**Provided data:**
#[derive(Subcommand)]
enum BookCommands {
    /// Add a new book
    Add {
        #[arg(short, long)]
        title: String,
        #[arg(short, long)]
        author: String,
        #[arg(short, long, default_value = "")]
        isbn: String,
        #[arg(short, long, default_value = "")]
        edition: String,
        /// Course code
        #[arg(short, long)]
        course: String,
        /// Number of copies
        #[arg(long, default_value_t = 1)]
        copies: u32,
    },
    /// List books
    #[command(alias = "ls")]
    List {
        /// Filter by course code
        #[arg(short, long)]
        course: Option<String>,
    },
    /// Show book details
    Show { id: u64 },
    /// Search books by title, author, ISBN or course
    Search { query: String },
    /// Edit a book (prompts when no fields are given)
    Edit {
        id: u64,
        #[arg(short, long)]
        title: Option<String>,
        #[arg(short, long)]
        author: Option<String>,
        #[arg(short, long)]
        isbn: Option<String>,
        #[arg(short, long)]
        edition: Option<String>,
        #[arg(short, long)]
        course: Option<String>,
    },
    /// Add one copy
    CopiesAdd { id: u64 },
    /// Remove one copy
    CopiesRemove { id: u64 },
    /// Delete a book
    #[command(alias = "rm")]
    Delete { id: u64 },
}

#[derive(Subcommand)]
enum StudentCommands {
    /// Register a student
    Add {
        #[arg(short, long)]
        name: String,
        /// Contact number
        #[arg(long, default_value = "")]
        contact: String,
        /// Course code
        #[arg(short, long)]
        course: String,
        /// Enrolment year (defaults to this year)
        #[arg(short, long)]
        year: Option<i32>,
    },
    /// List students
    #[command(alias = "ls")]
    List {
        /// Filter by course code
        #[arg(short, long)]
        course: Option<String>,
    },
    /// Show student details
    Show { id: String },
    /// Search students by ID, name, contact or course
    Search { query: String },
    /// Edit a student (prompts when no fields are given)
    Edit {
        id: String,
        #[arg(short, long)]
        name: Option<String>,
        #[arg(long)]
        contact: Option<String>,
    },
    /// Delete a student
    #[command(alias = "rm")]
    Delete { id: String },
    /// Show the ID the next student would get
    NextId {
        #[arg(short, long)]
        course: String,
        /// Enrolment year (defaults to this year)
        #[arg(short, long)]
        year: Option<i32>,
    },
}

**What needs to be done:** Copy each line of the data that contains the word "when".

**Task answer:**
    /// Edit a book (prompts when no fields are given)
    /// Edit a student (prompts when no fields are given)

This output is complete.